Project

Micro-Histories and Nano-Futures: The Co-Production of Miniaturization and Futurism

Collaborative Group

Professor Cyrus C.M. Mody, Professor W. Patrick McCray, Dr. Mara Mills

Department

History

Abstract

Mody, McCray, and Mills will investigate what they call “exponentiality” in the microelectronics industry and in the rhetoric of high-tech intellectuals. They are interested in the traffic between the instrumental version of Moore’s Law—the 1965 prediction that the number of electronic components that could be crammed on a chip would double every 18 months to two years—and its use as a rhetorical trope for describing the relationships between humans and technology. Since 1965, this "law" has gradually become a self-fulfilling prophecy critical to timing and coordinating technological change in the multi-trillion dollar global electronics industry. In turn, high-tech intellectuals have taken the exponentiality of Moore’s Law—the doubling of capacity per constant unit of time—as the cause of, as well as a metaphor for, transformations in other domains. The idea that technological change at the level of microelectronics is inevitable and accelerating has spurred broad claims that humans are necessarily becoming more connected, longer-lived, and more liberated from bodies, governments, and traditions.

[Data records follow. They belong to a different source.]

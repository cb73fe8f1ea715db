//! Configuration schema for bundlecache
//!
//! Configuration is stored at `~/.config/bundlecache/config.toml`

use chrono::Duration as ChronoDuration;
use serde::{Deserialize, Serialize};
use std::path::PathBuf;
use std::time::Duration;

/// Root configuration structure
#[derive(Debug, Clone, Default, Serialize, Deserialize)]
#[serde(default)]
pub struct Config {
    /// General settings
    pub general: GeneralConfig,

    /// On-disk layout
    pub storage: StorageConfig,

    /// Launch selection settings
    pub launch: LaunchConfig,

    /// Retention sweep settings
    pub retention: RetentionConfig,
}

/// General application settings
#[derive(Debug, Clone, Serialize, Deserialize)]
#[serde(default)]
pub struct GeneralConfig {
    /// Enable verbose logging
    pub verbose: bool,

    /// Log format: "text" or "json"
    pub log_format: String,
}

impl Default for GeneralConfig {
    fn default() -> Self {
        Self {
            verbose: false,
            log_format: "text".to_string(),
        }
    }
}

/// Where the catalog and asset files live
#[derive(Debug, Clone, Serialize, Deserialize)]
#[serde(default)]
pub struct StorageConfig {
    /// Cache root (default: platform data dir)
    pub root: Option<PathBuf>,

    /// Catalog database file name under the root
    pub database_file: String,

    /// Asset directory name under the root
    pub assets_dir: String,

    /// How long SQLite waits on a locked database
    pub busy_timeout_ms: u64,
}

impl Default for StorageConfig {
    fn default() -> Self {
        Self {
            root: None,
            database_file: "catalog.db".to_string(),
            assets_dir: "assets".to_string(),
            busy_timeout_ms: 5000,
        }
    }
}

impl StorageConfig {
    pub fn root_dir(&self) -> PathBuf {
        self.root.clone().unwrap_or_else(super::ConfigManager::data_dir)
    }

    pub fn database_path(&self) -> PathBuf {
        self.root_dir().join(&self.database_file)
    }

    pub fn assets_path(&self) -> PathBuf {
        self.root_dir().join(&self.assets_dir)
    }

    pub fn busy_timeout(&self) -> Duration {
        Duration::from_millis(self.busy_timeout_ms)
    }
}

/// Launch selection settings
#[derive(Debug, Clone, Serialize, Deserialize)]
#[serde(default)]
pub struct LaunchConfig {
    /// Scope key of the host application
    pub scope_key: String,

    /// Runtime version the host binary provides
    pub runtime_version: String,

    /// Failed launches (with no success) that roll an update back; 0 disables
    pub failed_launch_threshold: u32,

    /// Budget for the whole selection (0 = unbounded)
    pub cold_start_timeout_ms: u64,

    /// How long a launch waits behind a running sweep
    pub lock_timeout_ms: u64,

    /// Directory holding the embedded update (default: `<root>/embedded`)
    pub embedded_dir: Option<PathBuf>,
}

impl Default for LaunchConfig {
    fn default() -> Self {
        Self {
            scope_key: "default".to_string(),
            runtime_version: "1".to_string(),
            failed_launch_threshold: 1,
            cold_start_timeout_ms: 0,
            lock_timeout_ms: 2000,
            embedded_dir: None,
        }
    }
}

impl LaunchConfig {
    pub fn cold_start_timeout(&self) -> Option<Duration> {
        (self.cold_start_timeout_ms > 0).then(|| Duration::from_millis(self.cold_start_timeout_ms))
    }

    pub fn lock_timeout(&self) -> Duration {
        Duration::from_millis(self.lock_timeout_ms)
    }

    pub fn embedded_path(&self, storage: &StorageConfig) -> PathBuf {
        self.embedded_dir
            .clone()
            .unwrap_or_else(|| storage.root_dir().join("embedded"))
    }
}

/// Retention sweep settings
#[derive(Debug, Clone, Serialize, Deserialize)]
#[serde(default)]
pub struct RetentionConfig {
    /// Drop updates not launched for N days
    pub window_days: u32,

    /// Also keep this many updates older than the active one
    pub keep_previous: u32,

    /// How long a sweep waits for running launches
    pub lock_timeout_ms: u64,
}

impl Default for RetentionConfig {
    fn default() -> Self {
        Self {
            window_days: 30,
            keep_previous: 0,
            lock_timeout_ms: 5000,
        }
    }
}

impl RetentionConfig {
    pub fn window(&self) -> ChronoDuration {
        ChronoDuration::days(i64::from(self.window_days))
    }

    pub fn lock_timeout(&self) -> Duration {
        Duration::from_millis(self.lock_timeout_ms)
    }
}
//! Select command - run launch selection once

use crate::cli::args::{OutputFormat, SelectArgs};
use crate::config::Config;
use crate::controller::UpdatesController;
use crate::error::BundleCacheResult;
use crate::launch::{LaunchOutcome, LaunchSelection};
use console::style;
use serde_json::json;

/// Execute the select command
pub async fn execute(args: SelectArgs, config: &Config) -> BundleCacheResult<()> {
    let scope = args
        .target
        .scope
        .unwrap_or_else(|| config.launch.scope_key.clone());
    let runtime = args
        .target
        .runtime
        .unwrap_or_else(|| config.launch.runtime_version.clone());

    let controller = UpdatesController::open(config).await?;
    let outcome = controller.select_with_report(&scope, &runtime).await;
    controller.close().await;
    let outcome = outcome?;

    match args.format {
        OutputFormat::Table => print_table(&outcome),
        OutputFormat::Json => print_json(&outcome)?,
        OutputFormat::Plain => println!("{}", outcome.selection.launch_asset_path().display()),
    }
    Ok(())
}

fn print_table(outcome: &LaunchOutcome) {
    match &outcome.selection {
        LaunchSelection::Cached {
            update,
            launch_asset_path,
        } => {
            println!(
                "{} cached update {}",
                style("Selected").green().bold(),
                update.id
            );
            println!("  Committed:    {}", update.commit_time.to_rfc3339());
            println!("  Launch asset: {}", launch_asset_path.display());
        }
        LaunchSelection::Embedded {
            manifest,
            launch_asset_path,
            reason,
        } => {
            println!(
                "{} embedded update {} ({})",
                style("Selected").yellow().bold(),
                manifest.id,
                reason
            );
            println!("  Launch asset: {}", launch_asset_path.display());
        }
    }

    let report = &outcome.report;
    if !report.rejected.is_empty() {
        println!();
        println!("{}", style("Rejected:").bold());
        for (id, rejection) in &report.rejected {
            println!("  {} {}", id, style(rejection.to_string()).dim());
        }
    }
    if !report.repaired.is_empty() {
        println!();
        println!(
            "Restored {} asset(s) from the embedded bundle",
            report.repaired.len()
        );
    }
}

fn print_json(outcome: &LaunchOutcome) -> BundleCacheResult<()> {
    let source = if outcome.selection.is_embedded() {
        "embedded"
    } else {
        "cached"
    };
    let value = json!({
        "source": source,
        "updateId": outcome.selection.update_id(),
        "launchAssetPath": outcome.selection.launch_asset_path(),
        "report": outcome.report,
    });
    println!("{}", serde_json::to_string_pretty(&value)?);
    Ok(())
}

The research group has expertise in engineering, biology, history, media, and management studies. Hyungsub Choi, program manager for Electronics and Emerging Technology at The Chemical Heritage Foundation (CHF), will be an outside collaborator for “Micro Histories and Nano Futures,” coordinating the distribution of the group's findings through outlets supported by the CHF (e.g., web exhibit or series of white papers). The researchers have previously collaborated as members of the Center for Nanotechnology in Society at UCSB (CNS-UCSB), a national consortium of social scientists and humanities scholars funded by the National Science Foundation to study the social context and public perceptions of nanotechnology.